(Saved data entries)
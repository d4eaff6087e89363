//! Authenticated-user extractors guarding protected routes
//!
//! `AuthUser` rejects with 401 when the bearer token is missing, invalid or
//! expired; `AdminUser` additionally rejects with 403 for non-admin roles.

use async_trait::async_trait;
use axum::extract::{FromRef, FromRequestParts};
use axum::http::header;
use axum::http::request::Parts;
use axum::RequestPartsExt;
use axum_extra::TypedHeader;
use headers::authorization::Bearer;
use headers::Authorization;

use crate::app_state::AppState;
use crate::auth::jwt;
use crate::error::ApiError;
use crate::models::User;

pub struct AuthUser(pub User);

pub struct AdminUser(pub User);

/// Bearer token from the Authorization header, falling back to the
/// `token` cookie set at login.
async fn bearer_token(parts: &mut Parts) -> Option<String> {
    if let Ok(TypedHeader(Authorization(bearer))) =
        parts.extract::<TypedHeader<Authorization<Bearer>>>().await
    {
        return Some(bearer.token().to_string());
    }
    parts
        .headers
        .get(header::COOKIE)
        .and_then(|value| value.to_str().ok())
        .and_then(|cookies| {
            cookies
                .split(';')
                .map(str::trim)
                .find_map(|cookie| cookie.strip_prefix("token="))
                .map(str::to_string)
        })
}

#[async_trait]
impl<S> FromRequestParts<S> for AuthUser
where
    AppState: FromRef<S>,
    S: Send + Sync,
{
    type Rejection = ApiError;

    async fn from_request_parts(parts: &mut Parts, state: &S) -> Result<Self, Self::Rejection> {
        let state = AppState::from_ref(state);

        let token = bearer_token(parts)
            .await
            .ok_or_else(|| ApiError::Authentication("Not authorized, no token".to_string()))?;

        let claims = jwt::verify_token(&state.config.jwt_secret, &token)?;

        let user = sqlx::query_as::<_, User>("SELECT * FROM users WHERE id = $1")
            .bind(claims.sub)
            .fetch_optional(&state.pool)
            .await?
            .ok_or_else(|| {
                ApiError::Authentication("Not authorized, user no longer exists".to_string())
            })?;

        Ok(AuthUser(user))
    }
}

#[async_trait]
impl<S> FromRequestParts<S> for AdminUser
where
    AppState: FromRef<S>,
    S: Send + Sync,
{
    type Rejection = ApiError;

    async fn from_request_parts(parts: &mut Parts, state: &S) -> Result<Self, Self::Rejection> {
        let AuthUser(user) = AuthUser::from_request_parts(parts, state).await?;
        if !user.is_admin() {
            return Err(ApiError::Authorization(
                "Not authorized to access this route".to_string(),
            ));
        }
        Ok(AdminUser(user))
    }
}
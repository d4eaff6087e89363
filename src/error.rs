//! Error taxonomy for the MapleStore API
//!
//! Every handler and service returns `ApiError`; the `IntoResponse` impl
//! translates each variant into the uniform response envelope.

use axum::http::StatusCode;
use axum::response::{IntoResponse, Response};
use axum::Json;
use thiserror::Error;

use crate::models::ApiResponse;

#[derive(Debug, Error)]
pub enum ApiError {
    #[error("{0}")]
    Validation(String),
    #[error("{0}")]
    Authentication(String),
    #[error("{0}")]
    Authorization(String),
    #[error("{0}")]
    NotFound(String),
    #[error("{0}")]
    Duplicate(String),
    #[error("{0}")]
    InsufficientStock(String),
    #[error("{0}")]
    Upstream(String),
    #[error(transparent)]
    Database(#[from] sqlx::Error),
    #[error("{0}")]
    Internal(String),
}

impl ApiError {
    pub fn status_code(&self) -> StatusCode {
        match self {
            ApiError::Validation(_)
            | ApiError::Duplicate(_)
            | ApiError::InsufficientStock(_) => StatusCode::BAD_REQUEST,
            ApiError::Authentication(_) => StatusCode::UNAUTHORIZED,
            ApiError::Authorization(_) => StatusCode::FORBIDDEN,
            ApiError::NotFound(_) => StatusCode::NOT_FOUND,
            ApiError::Upstream(_) => StatusCode::BAD_GATEWAY,
            ApiError::Database(_) | ApiError::Internal(_) => StatusCode::INTERNAL_SERVER_ERROR,
        }
    }
}

impl IntoResponse for ApiError {
    fn into_response(self) -> Response {
        let status = self.status_code();
        if status == StatusCode::INTERNAL_SERVER_ERROR {
            tracing::error!(error = %self, "request failed");
        }
        let body = ApiResponse::<()>::failure(self.to_string());
        (status, Json(body)).into_response()
    }
}

impl From<validator::ValidationErrors> for ApiError {
    fn from(e: validator::ValidationErrors) -> Self {
        ApiError::Validation(format!("Validation error: {}", e))
    }
}

impl From<bcrypt::BcryptError> for ApiError {
    fn from(e: bcrypt::BcryptError) -> Self {
        ApiError::Internal(format!("Password hashing failed: {}", e))
    }
}

impl From<jsonwebtoken::errors::Error> for ApiError {
    fn from(_: jsonwebtoken::errors::Error) -> Self {
        ApiError::Authentication("Not authorized, token failed".to_string())
    }
}

impl From<reqwest::Error> for ApiError {
    fn from(e: reqwest::Error) -> Self {
        ApiError::Upstream(format!("Upstream request failed: {}", e))
    }
}

#[cfg(test)]
mod tests {
    use super::*;

    #[test]
    fn status_codes_follow_the_taxonomy() {
        let cases = [
            (ApiError::Validation("x".into()), StatusCode::BAD_REQUEST),
            (ApiError::Authentication("x".into()), StatusCode::UNAUTHORIZED),
            (ApiError::Authorization("x".into()), StatusCode::FORBIDDEN),
            (ApiError::NotFound("x".into()), StatusCode::NOT_FOUND),
            (ApiError::Duplicate("x".into()), StatusCode::BAD_REQUEST),
            (ApiError::InsufficientStock("x".into()), StatusCode::BAD_REQUEST),
            (ApiError::Upstream("x".into()), StatusCode::BAD_GATEWAY),
            (ApiError::Internal("x".into()), StatusCode::INTERNAL_SERVER_ERROR),
        ];
        for (err, status) in cases {
            assert_eq!(err.status_code(), status);
        }
    }

    #[test]
    fn error_message_is_the_variant_payload() {
        let err = ApiError::InsufficientStock("Insufficient stock for Widget".into());
        assert_eq!(err.to_string(), "Insufficient stock for Widget");
    }
}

- **Exercise requirements**: Exactly reproduce every line of the data above.

- **Answer to this problem**:
repository d4eaff6087e89363
//! Authenticated-user extractors guarding protected routes
//!
//! `AuthUser` rejects with 401 when the bearer token is missing, invalid or
//! expired; `AdminUser` additionally rejects with 403 for non-admin roles.

use async_trait::async_trait;
use axum::extract::{FromRef, FromRequestParts};
use axum::http::header;
use axum::http::request::Parts;
use axum::RequestPartsExt;
use axum_extra::TypedHeader;
use headers::authorization::Bearer;
use headers::Authorization;

use crate::app_state::AppState;
use crate::auth::jwt;
use crate::error::ApiError;
use crate::models::User;

pub struct AuthUser(pub User);

pub struct AdminUser(pub User);

/// Bearer token from the Authorization header, falling back to the
/// `token` cookie set at login.
async fn bearer_token(parts: &mut Parts) -> Option<String> {
    if let Ok(TypedHeader(Authorization(bearer))) =
        parts.extract::<TypedHeader<Authorization<Bearer>>>().await
    {
        return Some(bearer.token().to_string());
    }
    parts
        .headers
        .get(header::COOKIE)
        .and_then(|value| value.to_str().ok())
        .and_then(|cookies| {
            cookies
                .split(';')
                .map(str::trim)
                .find_map(|cookie| cookie.strip_prefix("token="))
                .map(str::to_string)
        })
}

#[async_trait]
impl<S> FromRequestParts<S> for AuthUser
where
    AppState: FromRef<S>,
    S: Send + Sync,
{
    type Rejection = ApiError;

    async fn from_request_parts(parts: &mut Parts, state: &S) -> Result<Self, Self::Rejection> {
        let state = AppState::from_ref(state);

        let token = bearer_token(parts)
            .await
            .ok_or_else(|| ApiError::Authentication("Not authorized, no token".to_string()))?;

        let claims = jwt::verify_token(&state.config.jwt_secret, &token)?;

        let user = sqlx::query_as::<_, User>("SELECT * FROM users WHERE id = $1")
            .bind(claims.sub)
            .fetch_optional(&state.pool)
            .await?
            .ok_or_else(|| {
                ApiError::Authentication("Not authorized, user no longer exists".to_string())
            })?;

        Ok(AuthUser(user))
    }
}

#[async_trait]
impl<S> FromRequestParts<S> for AdminUser
where
    AppState: FromRef<S>,
    S: Send + Sync,
{
    type Rejection = ApiError;

    async fn from_request_parts(parts: &mut Parts, state: &S) -> Result<Self, Self::Rejection> {
        let AuthUser(user) = AuthUser::from_request_parts(parts, state).await?;
        if !user.is_admin() {
            return Err(ApiError::Authorization(
                "Not authorized to access this route".to_string(),
            ));
        }
        Ok(AdminUser(user))
    }
}
repository d4eaff6087e89363
filename src/error.rs
//! Error taxonomy for the MapleStore API
//!
//! Every handler and service returns `ApiError`; the `IntoResponse` impl
//! translates each variant into the uniform response envelope.

use axum::http::StatusCode;
use axum::response::{IntoResponse, Response};
use axum::Json;
use thiserror::Error;

use crate::models::ApiResponse;

#[derive(Debug, Error)]
pub enum ApiError {
    #[error("{0}")]
    Validation(String),
    #[error("{0}")]
    Authentication(String),
    #[error("{0}")]
    Authorization(String),
    #[error("{0}")]
    NotFound(String),
    #[error("{0}")]
    Duplicate(String),
    #[error("{0}")]
    InsufficientStock(String),
    #[error("{0}")]
    Upstream(String),
    #[error(transparent)]
    Database(#[from] sqlx::Error),
    #[error("{0}")]
    Internal(String),
}

impl ApiError {
    pub fn status_code(&self) -> StatusCode {
        match self {
            ApiError::Validation(_)
            | ApiError::Duplicate(_)
            | ApiError::InsufficientStock(_) => StatusCode::BAD_REQUEST,
            ApiError::Authentication(_) => StatusCode::UNAUTHORIZED,
            ApiError::Authorization(_) => StatusCode::FORBIDDEN,
            ApiError::NotFound(_) => StatusCode::NOT_FOUND,
            ApiError::Upstream(_) => StatusCode::BAD_GATEWAY,
            ApiError::Database(_) | ApiError::Internal(_) => StatusCode::INTERNAL_SERVER_ERROR,
        }
    }
}

impl IntoResponse for ApiError {
    fn into_response(self) -> Response {
        let status = self.status_code();
        if status == StatusCode::INTERNAL_SERVER_ERROR {
            tracing::error!(error = %self, "request failed");
        }
        let body = ApiResponse::<()>::failure(self.to_string());
        (status, Json(body)).into_response()
    }
}

impl From<validator::ValidationErrors> for ApiError {
    fn from(e: validator::ValidationErrors) -> Self {
        ApiError::Validation(format!("Validation error: {}", e))
    }
}

impl From<bcrypt::BcryptError> for ApiError {
    fn from(e: bcrypt::BcryptError) -> Self {
        ApiError::Internal(format!("Password hashing failed: {}", e))
    }
}

impl From<jsonwebtoken::errors::Error> for ApiError {
    fn from(_: jsonwebtoken::errors::Error) -> Self {
        ApiError::Authentication("Not authorized, token failed".to_string())
    }
}

impl From<reqwest::Error> for ApiError {
    fn from(e: reqwest::Error) -> Self {
        ApiError::Upstream(format!("Upstream request failed: {}", e))
    }
}

#[cfg(test)]
mod tests {
    use super::*;

    #[test]
    fn status_codes_follow_the_taxonomy() {
        let cases = [
            (ApiError::Validation("x".into()), StatusCode::BAD_REQUEST),
            (ApiError::Authentication("x".into()), StatusCode::UNAUTHORIZED),
            (ApiError::Authorization("x".into()), StatusCode::FORBIDDEN),
            (ApiError::NotFound("x".into()), StatusCode::NOT_FOUND),
            (ApiError::Duplicate("x".into()), StatusCode::BAD_REQUEST),
            (ApiError::InsufficientStock("x".into()), StatusCode::BAD_REQUEST),
            (ApiError::Upstream("x".into()), StatusCode::BAD_GATEWAY),
            (ApiError::Internal("x".into()), StatusCode::INTERNAL_SERVER_ERROR),
        ];
        for (err, status) in cases {
            assert_eq!(err.status_code(), status);
        }
    }

    #[test]
    fn error_message_is_the_variant_payload() {
        let err = ApiError::InsufficientStock("Insufficient stock for Widget".into());
        assert_eq!(err.to_string(), "Insufficient stock for Widget");
    }
}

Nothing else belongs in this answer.